An evolutionary strategy for the multidimensional 0-1 knapsack problem based on genetic computation of surrogate multipliers

In this paper we present an evolutionary algorithm for the multidimensional 0–1 knapsack problem. Our algorithm incorporates a heuristic operator which computes problem-specific knowledge. The design of this operator is based on the general technique used to design greedy-like heuristics for this problem, that is, the surrogate multipliers approach of Pirkul (see [7]). The main difference with work previously done is that our heuristic operator is computed following a genetic strategy -suggested by the greedy solution of the one dimensional knapsack problem- instead of the commonly used simplex method. Experimental results show that our evolutionary algorithm is capable of obtaining high quality solutions for large size problems requiring less amount of computational effort than other evolutionary strategies supported by heuristics founded on linear programming calculation of surrogate multipliers.

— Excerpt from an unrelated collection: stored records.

//! Action of space-group operations on plane-wave expansion coefficients.
//!
//! The sign conventions applied here are fixed once for the whole crate and
//! documented in [`crate::symmetry`]: an operation sends the plane wave at
//! k + G to the one at k + G′ with
//! G′ = ±W⁻ᵀG + Δk, attaching the non-symmorphic phase
//! exp(−2πi (k+G′)·t) to the *transformed* coefficient, conjugating the
//! coefficients (and flipping the sign of W⁻ᵀG) for time-reversal
//! operations.

use std::collections::HashMap;
use std::f64::consts::PI;

use anyhow::{self, format_err};
use nalgebra::Matrix2;
use ndarray::{Array2, ArrayView2};
use num_complex::Complex;

use crate::basis::KBasis;
use crate::symmetry::SymmetryOperation;

#[cfg(test)]
#[path = "symmetry_action_tests.rs"]
mod symmetry_action_tests;

type C64 = Complex<f64>;

/// The action of one little-group operation on the plane-wave columns of a
/// reconciled basis: a permutation of the columns together with the
/// non-symmorphic phase each transformed column acquires.
pub(crate) struct GPermutation {
    /// Column `c` of the original expansion maps to column `perm[c]` of the
    /// transformed expansion.
    pub(crate) perm: Vec<usize>,

    /// The phase acquired by the coefficient landing in column `perm[c]`.
    pub(crate) phases: Vec<C64>,
}

/// Builds the permutation of the reconciled G-vectors under a little-group
/// operation, together with the non-symmorphic phases.
///
/// The operation must map every G-vector of the basis onto another member of
/// the basis (after absorbing the reciprocal-lattice shift of k itself);
/// failure to do so indicates a broken symmetry operation or a mismatched
/// lattice convention and is a fatal error, as is an operation outside the
/// little group of the k-point.
pub(crate) fn g_permutation(
    op: &SymmetryOperation,
    ik: usize,
    basis: &KBasis,
    thresh: f64,
) -> Result<GPermutation, anyhow::Error> {
    let kpt = basis.kpt();
    let shift = op.reciprocal_shift(kpt, thresh)?.ok_or_else(|| {
        format_err!(
            "K-point {ik}: the symmetry operation does not map ({:.4}, {:.4}, {:.4}) onto a \
             lattice-equivalent k-point and is not in its little group.",
            kpt.x,
            kpt.y,
            kpt.z
        )
    })?;
    let winv_t = op.rotation_inverse()?.transpose();
    let sign = if op.time_reversal() { -1 } else { 1 };

    let mut index = HashMap::with_capacity(basis.len());
    for (c, g) in basis.gvectors().iter().enumerate() {
        index.insert([g.x, g.y, g.z], c);
    }

    let mut perm = Vec::with_capacity(basis.len());
    let mut phases = Vec::with_capacity(basis.len());
    for g in basis.gvectors() {
        let g_new = winv_t * g * sign + shift;
        let target = *index.get(&[g_new.x, g_new.y, g_new.z]).ok_or_else(|| {
            format_err!(
                "K-point {ik}: the symmetry operation maps G = ({}, {}, {}) onto \
                 ({}, {}, {}), which is absent from the reconciled G-set. The operation is \
                 inconsistent with the parsed lattice.",
                g.x,
                g.y,
                g.z,
                g_new.x,
                g_new.y,
                g_new.z
            )
        })?;
        let kg_new = kpt + g_new.map(f64::from);
        let phase_arg = -2.0 * PI * kg_new.dot(op.translation());
        perm.push(target);
        phases.push(C64::from_polar(1.0, phase_arg));
    }
    Ok(GPermutation { perm, phases })
}

/// Applies a little-group operation to a block of wavefunction coefficient
/// rows: permutes and phases the plane-wave columns, conjugates them for
/// time-reversal operations, and mixes the two spinor blocks with the full
/// spin-space matrix.
///
/// `wf` has one band per row and `basis.len() × (2 if spinor else 1)`
/// columns, the two spinor blocks concatenated in the same G order. `spin`
/// must be supplied exactly when `spinor` is set.
pub(crate) fn transform_coefficients(
    op: &SymmetryOperation,
    ik: usize,
    basis: &KBasis,
    spinor: bool,
    wf: ArrayView2<C64>,
    spin: Option<&Matrix2<C64>>,
    thresh: f64,
) -> Result<Array2<C64>, anyhow::Error> {
    let ng = basis.len();
    let ncoeffs = if spinor { 2 * ng } else { ng };
    if wf.ncols() != ncoeffs {
        return Err(format_err!(
            "K-point {ik}: the coefficient matrix has {} columns but the reconciled basis \
             implies {ncoeffs}.",
            wf.ncols()
        ));
    }
    if spinor != spin.is_some() {
        return Err(format_err!(
            "K-point {ik}: a spin-space matrix must be supplied exactly for spinor \
             wavefunctions."
        ));
    }

    let GPermutation { perm, phases } = g_permutation(op, ik, basis, thresh)?;
    let conjugate = op.time_reversal();

    let mut out = Array2::<C64>::zeros(wf.raw_dim());
    for i in 0..wf.nrows() {
        for c in 0..ng {
            let mut val = wf[[i, c]];
            if conjugate {
                val = val.conj();
            }
            out[[i, perm[c]]] = phases[c] * val;
            if spinor {
                let mut val_dn = wf[[i, ng + c]];
                if conjugate {
                    val_dn = val_dn.conj();
                }
                out[[i, ng + perm[c]]] = phases[c] * val_dn;
            }
        }
    }

    if let Some(s) = spin {
        for i in 0..out.nrows() {
            for c in 0..ng {
                let up = out[[i, c]];
                let dn = out[[i, ng + c]];
                out[[i, c]] = s[(0, 0)] * up + s[(0, 1)] * dn;
                out[[i, ng + c]] = s[(1, 0)] * up + s[(1, 1)] * dn;
            }
        }
    }
    Ok(out)
}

Adaptation, Performance and Vapnik-Chervonenkis Dimension of Straight Line Programs

We discuss here empirical comparation between model selection methods based on Linear Genetic Programming. Two statistical methods are compared: model selection based on Empirical Risk Minimization (ERM) and model selection based on Structural Risk Minimization (SRM). For this purpose we have identified the main components which determine the capacity of some linear structures as classifiers showing an upper bound for the Vapnik-Chervonenkis (VC) dimension of classes of programs representing linear code defined by arithmetic computations and sign tests. This upper bound is used to define a fitness based on VC regularization that performs significantly better than the fitness based on empirical risk.

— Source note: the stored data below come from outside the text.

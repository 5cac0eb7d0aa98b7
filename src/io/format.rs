//! Nice BandSym output formatting.

use std::fmt;

use num_complex::Complex;

const BANDSYM_BANNER_LENGTH: usize = 103;

/// Logs an error to the `bandsym-output` logger.
macro_rules! bandsym_error {
    ($fmt:expr $(, $($arg:tt)*)?) => {
        log::error!($fmt, $($($arg)*)?);
        log::error!(target: "bandsym-output", $fmt, $($($arg)*)?);
    }
}

/// Logs a warning to the `bandsym-output` logger.
macro_rules! bandsym_warn {
    ($fmt:expr $(, $($arg:tt)*)?) => { log::warn!(target: "bandsym-output", $fmt, $($($arg)*)?); }
}

/// Logs a main output line to the `bandsym-output` logger.
macro_rules! bandsym_output {
    ($fmt:expr $(, $($arg:tt)*)?) => { log::info!(target: "bandsym-output", $fmt, $($($arg)*)?); }
}

pub(crate) use {bandsym_error, bandsym_output, bandsym_warn};

/// Writes a nicely formatted section title.
pub(crate) fn write_title(f: &mut fmt::Formatter<'_>, title: &str) -> fmt::Result {
    let length = title.chars().count().max(BANDSYM_BANNER_LENGTH - 6);
    let bar = "─".repeat(length);
    writeln!(f, "┌──{bar}──┐")?;
    writeln!(f, "│§ {title:^length$} §│")?;
    writeln!(f, "└──{bar}──┘")?;
    Ok(())
}

/// Logs a nicely formatted section title to the `bandsym-output` logger.
pub(crate) fn log_title(title: &str) {
    let length = title.chars().count().max(BANDSYM_BANNER_LENGTH - 6);
    let bar = "─".repeat(length);
    bandsym_output!("┌──{bar}──┐");
    bandsym_output!("│§ {title:^length$} §│");
    bandsym_output!("└──{bar}──┘");
}

/// Writes a nicely formatted subtitle.
pub(crate) fn write_subtitle(f: &mut fmt::Formatter<'_>, subtitle: &str) -> fmt::Result {
    let length = subtitle.chars().count();
    let bar = "═".repeat(length);
    writeln!(f, "{subtitle}")?;
    writeln!(f, "{bar}")?;
    Ok(())
}

/// Returns a nicely formatted `true` or `false`.
pub(crate) fn nice_bool(b: bool) -> String {
    if b {
        "yes".to_string()
    } else {
        "no".to_string()
    }
}

/// Formats a complex number compactly with `nd` decimals, suppressing a
/// vanishing real or imaginary part.
pub(crate) fn short_complex(x: Complex<f64>, nd: usize) -> String {
    let eps = 10.0_f64.powi(-(nd as i32));
    if x.im.abs() < eps {
        format!("{:+.nd$}", x.re)
    } else if x.re.abs() < eps {
        format!("{:+.nd$}j", x.im)
    } else {
        format!("{:+.nd$}{:+.nd$}j", x.re, x.im)
    }
}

Heuristic Generation of the Initial Population in Solving Job Shop Problems by Evolutionary Strategies

In this work we confront the job shop scheduling problem by means of Genetic Algorithms. Our contribution is mainly the generation of a heuristic initial population from domain specific knowledge provided by a probabilitic method. Experimental results show that a Genetic Algorithm that uses a heuristic initial population outperforms not only the same algorithm when using a random initial population, but also other search strategies that exploit the same class of heuristic information.

FRAC: A Maple Package for Computing in the Rational Function Field K(X)

In this paper we present the programs package FRAC (= Funciones RACionales) which is designed for performing computations in the rational function field. The main objects in FRAC are rational functions over the field of rational numbers, but extensions to other computable fields can be done in a “natural” way. The key tool is using functional decomposition algorithms. We motivate the interest to work with rational function decomposition by presenting applications to computer science, engineering (CAD), pure mathematics or robotics. We also present some simple examples in order to illustrate the use of FRAC. Finally, we include the synopsis of the main procedures of FRAC.